While China has supported Russia, it has still maintained economic linkages with Europe and USA – after all it would not like to lose access to its two greatest markets. In a way, China has benefited from Putin’s war. The war diverted the US and the West at a time when they were just beginning to rally against Chinese aggression with the “Pivot to the Indo Pacific.” The Ukraine war – and then the Middle East conflagration – took the focus away from China as the main threat, allowing it to consolidate. The limits of US power have been  glaringly exposed in Ukraine and the Middle East – as they were in Afghanistan, before it. The weakening of US influence and its distraction with the wars in Europe and the Middle East, could tempt Xi Jinping, to try his hand at the major point of his agenda–“the reunification of Taiwan, by military force if necessary.” It is no coincidence that just a week after Putin visited Beijing, and the intensification of the Russian offensive towards Kharkiv, China carried out a series of ‘punishment exercises’ that surrounded Taiwan, in a blatant show of force and practised invasion scenarios. These exercises have been only increasing over time, and perhaps any of them could be converted to the real thing.

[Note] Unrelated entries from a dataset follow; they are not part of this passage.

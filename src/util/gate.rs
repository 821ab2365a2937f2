//! Access gate for protected views.
//!
//! SYSTEM CONTEXT
//! ==============
//! Route components ask the gate what to render; the gate only reads the
//! store's state and never touches the network. An unresolved status holds
//! the view on a pending indicator, it is never treated as either answer.

#[cfg(test)]
#[path = "gate_test.rs"]
mod gate_test;

use crate::net::types::AuthError;
use crate::state::auth::{AuthState, AuthStore, LoginStatus};

/// Where unauthenticated visitors are sent.
pub const UNAUTHENTICATED_ENTRY: &str = "/";

/// What a protected view should do for the current state.
#[derive(Clone, Copy, Debug, PartialEq, Eq)]
pub enum GateDecision {
    /// Status unknown: show a pending indicator and nothing else.
    Pending,
    /// Render the protected content.
    Admit,
    /// Navigate to the unauthenticated entry point.
    Redirect { to: &'static str },
}

impl GateDecision {
    #[must_use]
    pub fn admits(self) -> bool {
        matches!(self, Self::Admit)
    }
}

#[must_use]
pub fn decide(state: &AuthState) -> GateDecision {
    match state.status {
        LoginStatus::Pending => GateDecision::Pending,
        LoginStatus::LoggedIn => GateDecision::Admit,
        LoginStatus::LoggedOut => GateDecision::Redirect { to: UNAUTHENTICATED_ENTRY },
    }
}

/// Wait for the store to resolve, then decide. For guards that can afford
/// to block instead of rendering the pending state themselves.
///
/// # Errors
///
/// [`AuthError::Cancelled`] if the store shuts down while pending.
pub async fn decide_when_resolved(store: &AuthStore) -> Result<GateDecision, AuthError> {
    let state = store.wait_until_resolved().await?;
    Ok(decide(&state))
}
//! Networking against the session authority.
//!
//! SYSTEM CONTEXT
//! ==============
//! `api` issues the HTTP calls and `types` defines the wire schema plus the
//! shared error taxonomy.

pub mod api;
pub mod types;
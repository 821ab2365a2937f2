//! Helpers consumed by the presentation layer.
//!
//! SYSTEM CONTEXT
//! ==============
//! Route components should apply identical admit/redirect behavior, so the
//! decision lives here rather than in each view.

pub mod gate;
//! Client-side state owned by the application shell.

pub mod auth;

#[cfg(test)]
pub(crate) mod test_helpers;
//! Session poller: background re-validation while logged in.
//!
//! DESIGN
//! ======
//! A supervisor task follows the store's `watch` channel. On the edge into
//! `LoggedIn` it arms an interval and calls `AuthStore::poll_session` on
//! every tick; on the edge out of `LoggedIn` (poll verdict, manual logout,
//! re-initialization) it disarms and goes back to waiting. This is how a
//! session expired or revoked server-side becomes visible without a reload.
//!
//! ERROR HANDLING
//! ==============
//! Poll failures are logged by the store and never reach the user-visible
//! error. Dropping the [`SessionPoller`] handle cancels the task, and so
//! does shutting the store down: a torn down owner cannot leak a recurring
//! background call.

#[cfg(test)]
#[path = "poller_test.rs"]
mod poller_test;

use std::sync::Arc;
use std::sync::atomic::{AtomicBool, Ordering};
use std::time::Duration;

use tokio::sync::watch;
use tokio::task::JoinHandle;
use tokio::time::{Instant, MissedTickBehavior};
use tokio_util::sync::CancellationToken;
use tracing::{debug, info, warn};

use crate::state::auth::{AuthState, AuthStore, LoginStatus, PollOutcome};

/// Handle to a running poller. Dropping it stops the task.
pub struct SessionPoller {
    cancel: CancellationToken,
    active: Arc<AtomicBool>,
    handle: Option<JoinHandle<()>>,
}

impl SessionPoller {
    /// Whether the ticking loop is currently armed.
    #[must_use]
    pub fn is_active(&self) -> bool {
        self.active.load(Ordering::SeqCst)
    }

    /// Request cancellation without waiting. Safe to call repeatedly.
    pub fn cancel(&self) {
        self.cancel.cancel();
    }

    /// Cancel and wait for the task to finish.
    pub async fn stop(mut self) {
        self.cancel.cancel();
        if let Some(handle) = self.handle.take() {
            if let Err(e) = handle.await {
                if !e.is_cancelled() {
                    warn!(error = %e, "session poller task failed");
                }
            }
        }
        self.active.store(false, Ordering::SeqCst);
    }
}

impl Drop for SessionPoller {
    fn drop(&mut self) {
        self.cancel.cancel();
        if let Some(handle) = self.handle.take() {
            handle.abort();
        }
    }
}

/// Spawn the session poller for `store`, ticking every `interval` while
/// the store is logged in.
#[must_use]
pub fn spawn_session_poller(store: AuthStore, interval: Duration) -> SessionPoller {
    let cancel = CancellationToken::new();
    let active = Arc::new(AtomicBool::new(false));
    info!(?interval, "session poller configured");

    let handle = tokio::spawn(supervise(store, interval, cancel.clone(), Arc::clone(&active)));
    SessionPoller { cancel, active, handle: Some(handle) }
}

async fn supervise(store: AuthStore, interval: Duration, cancel: CancellationToken, active: Arc<AtomicBool>) {
    let mut rx = store.subscribe();
    loop {
        tokio::select! {
            () = cancel.cancelled() => break,
            () = store.closed() => break,
            armed = rx.wait_for(|s| s.status == LoginStatus::LoggedIn) => {
                if armed.is_err() {
                    break;
                }
            }
        }

        active.store(true, Ordering::SeqCst);
        debug!("session poller armed");
        run_ticks(&store, &mut rx, interval, &cancel).await;
        active.store(false, Ordering::SeqCst);
        debug!("session poller disarmed");

        if cancel.is_cancelled() || store.is_shut_down() {
            break;
        }
    }
    active.store(false, Ordering::SeqCst);
    debug!("session poller stopped");
}

/// Tick until the store leaves `LoggedIn`, the store shuts down, or the
/// poller is cancelled.
async fn run_ticks(
    store: &AuthStore,
    rx: &mut watch::Receiver<AuthState>,
    interval: Duration,
    cancel: &CancellationToken,
) {
    let mut ticker = tokio::time::interval_at(Instant::now() + interval, interval);
    ticker.set_missed_tick_behavior(MissedTickBehavior::Skip);

    loop {
        tokio::select! {
            () = cancel.cancelled() => return,
            () = store.closed() => return,
            changed = rx.changed() => {
                if changed.is_err() || rx.borrow_and_update().status != LoginStatus::LoggedIn {
                    return;
                }
            }
            _ = ticker.tick() => {
                let outcome = tokio::select! {
                    () = cancel.cancelled() => return,
                    outcome = store.poll_session() => outcome,
                };
                match outcome {
                    PollOutcome::Ended | PollOutcome::Skipped => return,
                    PollOutcome::Active | PollOutcome::Stale | PollOutcome::Failed => {}
                }
            }
        }
    }
}
use std::time::Duration;

use authsession::{AuthConfig, AuthError, AuthState, AuthStore, GateDecision, LoginStatus, decide, spawn_session_poller};
use clap::{Parser, Subcommand};
use tracing::{debug, warn};

#[derive(Debug, thiserror::Error)]
enum CliError {
    #[error(transparent)]
    Auth(#[from] AuthError),
    #[error("missing password; pass --password or set AUTH_PASSWORD")]
    MissingPassword,
    #[error("login failed: {0}")]
    LoginFailed(String),
    #[error("signal handler failed: {0}")]
    Signal(#[from] std::io::Error),
}

#[derive(Parser, Debug)]
#[command(name = "authsession", about = "Session authority client: status, login, watch")]
struct Cli {
    /// Overrides `AUTH_BASE_URL`.
    #[arg(long)]
    base_url: Option<String>,

    #[command(subcommand)]
    command: Command,
}

#[derive(Subcommand, Debug)]
enum Command {
    /// Resolve the current session and print what a protected view would do.
    Status,
    /// Log in, optionally keeping the session under watch until it ends.
    Login {
        #[arg(long)]
        username: String,

        #[arg(long, env = "AUTH_PASSWORD", hide_env_values = true)]
        password: Option<String>,

        /// Poll the session until the server ends it or Ctrl-C (which logs out).
        #[arg(long, default_value_t = false)]
        watch: bool,
    },
}

#[tokio::main]
async fn main() -> Result<(), CliError> {
    tracing_subscriber::fmt::init();
    match dotenvy::dotenv() {
        Ok(path) => debug!(path = %path.display(), "loaded .env"),
        Err(e) if e.not_found() => {}
        Err(e) => warn!(error = %e, "ignoring unreadable .env"),
    }

    let cli = Cli::parse();
    let mut config = AuthConfig::from_env()?;
    if let Some(url) = cli.base_url.as_deref() {
        config = config.with_base_url(url)?;
    }
    let poll_interval = config.poll_interval;

    let store = AuthStore::from_config(config)?;
    let state = store.initialize().await;

    let result = match cli.command {
        Command::Status => {
            print_state(&state);
            Ok(())
        }
        Command::Login { username, password, watch } => {
            run_login(&store, &username, password, watch, poll_interval).await
        }
    };
    store.shutdown();
    result
}

async fn run_login(
    store: &AuthStore,
    username: &str,
    password: Option<String>,
    watch: bool,
    poll_interval: Duration,
) -> Result<(), CliError> {
    let password = password.ok_or(CliError::MissingPassword)?;
    if let Err(e) = store.login(username, &password).await {
        let message = store.snapshot().error.unwrap_or_else(|| e.to_string());
        return Err(CliError::LoginFailed(message));
    }
    print_state(&store.snapshot());
    if !watch {
        return Ok(());
    }

    let poller = spawn_session_poller(store.clone(), poll_interval);
    let mut rx = store.subscribe();
    tokio::select! {
        ended = rx.wait_for(|s| s.status != LoginStatus::LoggedIn) => {
            if ended.is_ok() {
                println!("session ended by server");
            }
        }
        signal = tokio::signal::ctrl_c() => {
            signal?;
            println!("interrupted; logging out");
            poller.cancel();
            if let Err(e) = store.logout().await {
                warn!(error = %e, "logout on exit failed");
            }
        }
    }
    poller.stop().await;
    print_state(&store.snapshot());
    Ok(())
}

fn print_state(state: &AuthState) {
    let status = match state.status {
        LoginStatus::Pending => "pending",
        LoginStatus::LoggedIn => "logged in",
        LoginStatus::LoggedOut => "logged out",
    };
    println!("status:         {status}");
    if let Some(name) = &state.username {
        println!("username:       {name}");
    }
    println!("csrf token:     {}", if state.csrf_token.is_some() { "present" } else { "missing" });
    if let Some(error) = &state.error {
        println!("error:          {error}");
    }
    let gate = match decide(state) {
        GateDecision::Pending => "pending".to_owned(),
        GateDecision::Admit => "admit".to_owned(),
        GateDecision::Redirect { to } => format!("redirect to {to}"),
    };
    println!("protected view: {gate}");
}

Besides the strategic convergence, both leaders also seek to upend the economic stranglehold caused by the dominance of the dollar as a global currency.  Both nations seek to ‘de-dollarize’ by trading in roubles and yuan. They have also circumvented the banning of Russia from SWIFT, the universal system of banking, by developing their own banking mechanism. Incidentally, India has been purchasing oil and gas from Russia in rupee-rouble terms as well, and our own Unified Payment Interface system provides a digital financial alternative that can be used as a regional payment gateway in local currencies. The reduction of the use of the dollar for global trade may not be such a bad thing.

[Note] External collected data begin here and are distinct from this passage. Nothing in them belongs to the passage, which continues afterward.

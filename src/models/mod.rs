// src/models/mod.rs

//! Domain models for the watcher.
//!
//! This module contains all data structures used throughout the application,
//! organized by their primary purpose.

mod change;
mod config;
mod snapshot;
mod target;

// Re-export all public types
pub use change::{ChangeDetail, ChangeFlag, ChangeRecord, DiffEntry, DiffRow};
pub use config::{
    AlertConfig, BlockSignal, BlockingConfig, Config, DiffConfig, FetchConfig, NormalizeConfig,
    RunConfig,
};
pub use snapshot::{Canonical, Snapshot};
pub use target::{Target, validate_targets};
//! pagewatch CLI
//!
//! Local execution entry point. Scheduling is left to cron or any other
//! trigger that invokes `pagewatch run`.

use std::path::PathBuf;
use std::sync::Arc;

use chrono::{DateTime, Utc};
use clap::{Parser, Subcommand};
use pagewatch::{
    error::{AppError, Result},
    models::Config,
    pipeline::{self, BlockDetector, Normalizer, RunCoordinator, RunReport},
    services::{HttpFetcher, LogTransport},
    storage::{ChangeLog, LocalStorage, SnapshotStore},
};

/// pagewatch - web page change monitor
#[derive(Parser, Debug)]
#[command(
    name = "pagewatch",
    version,
    about = "Detects and archives changes on monitored web pages"
)]
struct Cli {
    /// Path to storage directory containing config.toml and the logs
    #[arg(short, long, default_value = "storage")]
    storage_dir: PathBuf,

    /// Enable verbose logging
    #[arg(short, long)]
    verbose: bool,

    #[command(subcommand)]
    command: Command,
}

#[derive(Subcommand, Debug)]
enum Command {
    /// Check every target once and alert on changes
    Run,

    /// Validate configuration and patterns
    Validate,

    /// Show storage location and latest snapshot per target
    Info,

    /// Re-render the alert report of a past run
    Report {
        /// Run time (RFC 3339); defaults to the most recent run
        #[arg(long)]
        run_time: Option<DateTime<Utc>>,
    },
}

/// Initialize logging based on verbosity flag.
fn init_logging(verbose: bool) {
    let level = if verbose { "debug" } else { "info" };
    env_logger::Builder::from_env(env_logger::Env::default().default_filter_or(level))
        .format_timestamp_secs()
        .init();
}

/// Main entry point for the CLI application.
#[tokio::main]
async fn main() -> Result<()> {
    let cli = Cli::parse();
    init_logging(cli.verbose);

    let config_path = cli.storage_dir.join("config.toml");
    let config = Config::load_or_default(&config_path);
    log::info!("Loaded configuration from {}", config_path.display());

    let storage = Arc::new(LocalStorage::new(&cli.storage_dir));

    match cli.command {
        Command::Run => {
            config.validate()?;

            let fetcher = Arc::new(HttpFetcher::new(&config.fetch)?);
            let coordinator =
                RunCoordinator::new(&config, fetcher, storage.clone(), storage.clone())?;
            let outcome = coordinator.run(&config.targets).await?;

            if outcome.persist_failures > 0 {
                log::error!("{} log writes failed during the run", outcome.persist_failures);
            }

            let report = RunReport::collect(storage.as_ref(), outcome.run_time, &config.alerts).await?;
            pipeline::deliver(&report, &LogTransport).await?;
        }

        Command::Validate => {
            log::info!("Validating configuration...");

            if let Err(e) = config.validate() {
                log::error!("Config validation failed: {}", e);
                return Err(e);
            }
            let normalizer = Normalizer::new(&config.normalize)?;
            let blocker = BlockDetector::new(&config.blocking)?;

            log::info!(
                "Config OK: {} targets, {} noise patterns, {} block signals",
                config.targets.len(),
                normalizer.pattern_count(),
                blocker.signal_count()
            );
        }

        Command::Info => {
            log::info!("Storage directory: {}", storage.root().display());

            if config.targets.is_empty() {
                log::info!("No targets configured.");
            }
            for target in &config.targets {
                match storage.latest(&target.name).await? {
                    Some(snapshot) => log::info!(
                        "{}: last snapshot {}",
                        target.name,
                        snapshot.run_time.to_rfc3339()
                    ),
                    None => log::info!("{}: no snapshot yet", target.name),
                }
            }

            match storage.latest_run_time().await? {
                Some(run_time) => log::info!("Last run: {}", run_time.to_rfc3339()),
                None => log::info!("No run recorded yet."),
            }
        }

        Command::Report { run_time } => {
            let run_time = match run_time {
                Some(run_time) => run_time,
                None => storage
                    .latest_run_time()
                    .await?
                    .ok_or_else(|| AppError::validation("no run recorded yet"))?,
            };

            let report = RunReport::collect(storage.as_ref(), run_time, &config.alerts).await?;
            if report.records.is_empty() {
                return Err(AppError::validation(format!(
                    "no records for run {}",
                    run_time.to_rfc3339()
                )));
            }

            println!("{}", report.render_subject());
            println!();
            println!("{}", report.render_text());
        }
    }

    Ok(())
}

But the greater danger lies in the manner in which Russia and China have successfully converged their strategic interests and established a joint imprint in places as diverse as Afghanistan, Syria, Central Asia and North Africa. Their actions seem to be informally coordinated. But with time this alliance could deepen even further and then be formalised into a bloc comprising of China, Russia, North Korea, Iran and other inclined nations. That could create a schism dividing the world into two distinct camps, in an era reminiscent of the Cold War.

So far, India has played its cards well and maintained a delicate balance in its relationship with Russia, the USA and the West. Russia still provides 60 to 70% of its defence needs, and now is our largest energy supplier. The time-tested relationship is important to us, but the equation with China could complicate it. Should India-China relations get even more hostile, Russian support may not be as forthcoming as before. Also, on crucial issues like permanent membership of a revamped United Nations Security Council, Russia could well toe the Chinese line. But India is equally important to Russia. Russian doctrines emphasise Russian-Chinese-Indian strategic and economic convergence and cooperation, and the need to maintain strong relations with India. India’s relations with Russia may be put to test, as we tilt to the West, and maintaining our equations with the USA, Russia, the European powers and China will be the major foreign policy challenge in the coming years.

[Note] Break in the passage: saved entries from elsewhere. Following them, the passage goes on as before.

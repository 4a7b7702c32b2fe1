//! Per-target outcome derivation.
//!
//! Everything here is synchronous and side-effect free: given a fetched
//! document and the latest stored snapshot it decides the change record, the
//! diff rows and the snapshot to persist. The coordinator only sequences I/O
//! around it.

use chrono::{DateTime, Utc};

use crate::error::AppError;
use crate::models::{
    Canonical, ChangeDetail, ChangeFlag, ChangeRecord, DiffEntry, Snapshot, Target,
};
use crate::pipeline::blocked::{BlockCheck, BlockDetector};
use crate::pipeline::diff::ChangeDetector;
use crate::pipeline::normalize::Normalizer;
use crate::services::FetchedDocument;

/// A fetched document after normalization and the block check.
#[derive(Debug, Clone, PartialEq)]
pub enum Observation {
    Content(Canonical),
    Blocked { reason: String },
}

/// Normalize a document and classify it as content or a blocked page.
pub fn observe(
    document: &FetchedDocument,
    normalizer: &Normalizer,
    blocker: &BlockDetector,
) -> Observation {
    let canonical = normalizer.normalize(&document.body, document.kind);
    match blocker.check(&canonical) {
        BlockCheck::Clear => Observation::Content(canonical),
        BlockCheck::Blocked { reason } => Observation::Blocked { reason },
    }
}

/// Everything one target contributes to a run.
#[derive(Debug, Clone, PartialEq)]
pub struct Assessment {
    pub record: ChangeRecord,
    pub rows: Vec<DiffEntry>,
    /// Snapshot to append; `None` for blocked and failed targets
    pub snapshot: Option<Snapshot>,
}

impl Assessment {
    /// Outcome for a blocked page: no snapshot, no rows.
    pub fn blocked(target: &Target, run_time: DateTime<Utc>, reason: impl Into<String>) -> Self {
        Self {
            record: record(target, run_time, ChangeFlag::Blocked, ChangeDetail::Reason(reason.into())),
            rows: Vec::new(),
            snapshot: None,
        }
    }

    /// Outcome for a target whose processing failed.
    pub fn failed(target: &Target, run_time: DateTime<Utc>, error: &AppError) -> Self {
        Self {
            record: record(
                target,
                run_time,
                ChangeFlag::Error,
                ChangeDetail::Reason(error.to_string()),
            ),
            rows: Vec::new(),
            snapshot: None,
        }
    }

    pub fn flag(&self) -> ChangeFlag {
        self.record.flag
    }
}

/// Compare fresh content with the latest snapshot of a target.
pub fn assess(
    target: &Target,
    run_time: DateTime<Utc>,
    content: Canonical,
    previous: Option<&Snapshot>,
    detector: &ChangeDetector,
) -> Assessment {
    let detection = detector.detect(previous.map(|s| &s.content), &content);
    if detection.has_changes() {
        log::debug!("{}: {} diff rows", target.name, detection.change_count());
    }

    let rows = detection
        .rows
        .into_iter()
        .map(|row| DiffEntry {
            run_time,
            target_name: target.name.clone(),
            url: target.url.clone(),
            row,
        })
        .collect::<Vec<_>>();

    Assessment {
        record: record(target, run_time, detection.flag, ChangeDetail::Count(rows.len())),
        rows,
        snapshot: Some(Snapshot {
            run_time,
            target_name: target.name.clone(),
            url: target.url.clone(),
            content,
        }),
    }
}

fn record(
    target: &Target,
    run_time: DateTime<Utc>,
    flag: ChangeFlag,
    detail: ChangeDetail,
) -> ChangeRecord {
    ChangeRecord {
        run_time,
        target_name: target.name.clone(),
        url: target.url.clone(),
        flag,
        detail,
    }
}

#[cfg(test)]
mod tests {
    use super::*;
    use crate::models::{BlockingConfig, NormalizeConfig};
    use crate::utils::http::ContentKind;
    use serde_json::json;

    fn target() -> Target {
        Target::new("SOB", "https://example.com/sob")
    }

    fn run_time() -> DateTime<Utc> {
        "2026-03-02T08:00:00Z".parse().unwrap()
    }

    fn previous(content: Canonical) -> Snapshot {
        Snapshot {
            run_time: "2026-03-01T08:00:00Z".parse().unwrap(),
            target_name: "SOB".into(),
            url: "https://example.com/sob".into(),
            content,
        }
    }

    fn observe_body(body: &str, kind: ContentKind) -> Observation {
        let normalizer = Normalizer::new(&NormalizeConfig::default()).unwrap();
        let blocker = BlockDetector::new(&BlockingConfig::default()).unwrap();
        observe(&FetchedDocument::new(body, kind), &normalizer, &blocker)
    }

    #[test]
    fn test_observe_content_and_blocks() {
        assert_eq!(
            observe_body("<p>Fee schedule</p>", ContentKind::Html),
            Observation::Content(Canonical::Text("Fee schedule".into()))
        );
        assert_eq!(
            observe_body("<html><body><script>x()</script></body></html>", ContentKind::Html),
            Observation::Blocked {
                reason: "empty_content".into()
            }
        );
        assert_eq!(
            observe_body("<h1>Access Denied</h1>", ContentKind::Html),
            Observation::Blocked {
                reason: "access_denied".into()
            }
        );
        assert!(matches!(
            observe_body(r#"{"status": "captcha"}"#, ContentKind::Json),
            Observation::Content(Canonical::Structured(_))
        ));
    }

    #[test]
    fn test_login_form_is_blocked() {
        let page = "<html><body><h1>Sign in to continue</h1>\
                    <label>Email address</label><label>Password</label>\
                    <button>Sign in</button></body></html>";
        assert_eq!(
            observe_body(page, ContentKind::Html),
            Observation::Blocked {
                reason: "login_wall".into()
            }
        );
    }

    #[test]
    fn test_page_with_captcha_footer_is_content() {
        let page = "<html><body><h2>Fee schedule</h2><p>L123 Lipid panel</p>\
                    <footer>This site is protected by reCAPTCHA and the Google \
                    Privacy Policy and Terms of Service apply.</footer></body></html>";
        assert!(matches!(
            observe_body(page, ContentKind::Html),
            Observation::Content(Canonical::Text(_))
        ));
    }

    #[test]
    fn test_first_run() {
        let result = assess(
            &target(),
            run_time(),
            Canonical::Text("A".into()),
            None,
            &ChangeDetector::default(),
        );
        assert_eq!(result.flag(), ChangeFlag::FirstRun);
        assert_eq!(result.record.detail, ChangeDetail::Count(0));
        assert!(result.rows.is_empty());
        assert_eq!(result.snapshot.unwrap().run_time, run_time());
    }

    #[test]
    fn test_changed_rows_carry_target_and_run() {
        let prev = previous(Canonical::Text("A\nB\nC".into()));
        let result = assess(
            &target(),
            run_time(),
            Canonical::Text("A\nX\nC".into()),
            Some(&prev),
            &ChangeDetector::default(),
        );
        assert_eq!(result.flag(), ChangeFlag::Changed);
        assert_eq!(result.record.change_count(), Some(1));
        assert_eq!(result.rows.len(), 1);
        assert_eq!(result.rows[0].target_name, "SOB");
        assert_eq!(result.rows[0].run_time, run_time());
        assert_eq!(result.rows[0].row.line_no, 2);
        assert!(result.snapshot.is_some());
    }

    #[test]
    fn test_no_change_still_snapshots() {
        let prev = previous(Canonical::Structured(json!({"a": 1})));
        let result = assess(
            &target(),
            run_time(),
            Canonical::Structured(json!({"a": 1})),
            Some(&prev),
            &ChangeDetector::default(),
        );
        assert_eq!(result.flag(), ChangeFlag::NoChange);
        assert_eq!(result.record.change_count(), Some(0));
        assert!(result.snapshot.is_some());
    }

    #[test]
    fn test_float_formatting_is_no_change() {
        let Observation::Content(before) = observe_body(r#"{"a": 1}"#, ContentKind::Json) else {
            panic!("expected content");
        };
        let Observation::Content(after) = observe_body(r#"{"a": 1.0}"#, ContentKind::Json) else {
            panic!("expected content");
        };
        let prev = previous(before);
        let result = assess(&target(), run_time(), after, Some(&prev), &ChangeDetector::default());
        assert_eq!(result.flag(), ChangeFlag::NoChange);
        assert!(result.rows.is_empty());
    }

    #[test]
    fn test_blocked_and_failed_persist_nothing() {
        let blocked = Assessment::blocked(&target(), run_time(), "captcha");
        assert_eq!(blocked.flag(), ChangeFlag::Blocked);
        assert_eq!(blocked.record.detail, ChangeDetail::Reason("captcha".into()));
        assert!(blocked.snapshot.is_none() && blocked.rows.is_empty());

        let error = AppError::fetch("https://example.com/sob", "HTTP 404 Not Found");
        let failed = Assessment::failed(&target(), run_time(), &error);
        assert_eq!(failed.flag(), ChangeFlag::Error);
        assert_eq!(
            failed.record.detail.to_string(),
            "Fetch failed for https://example.com/sob: HTTP 404 Not Found"
        );
        assert!(failed.snapshot.is_none());
    }
}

Many Western analysts held the mistaken hope that since Russia was the much junior partner in the relationship, it would soon evaporate in the face of its own contradictions. But they missed a vital point. It is not just about the size of the economy. It is about mutual interdependence and a shared view of the world. Russia is still smarting from the loss of its erstwhile superpower status and seeks to regain its position in the world. China too seeks the same status. The West has consistently denied Russia’s heft and position and their hostility has only served to push it squarely towards China. This closeness between the two of the largest nations in the world, straddling two continents, could form the bedrock of an alliance that challenges the existing economic and strategic order and could reshape global power equations of the coming decades.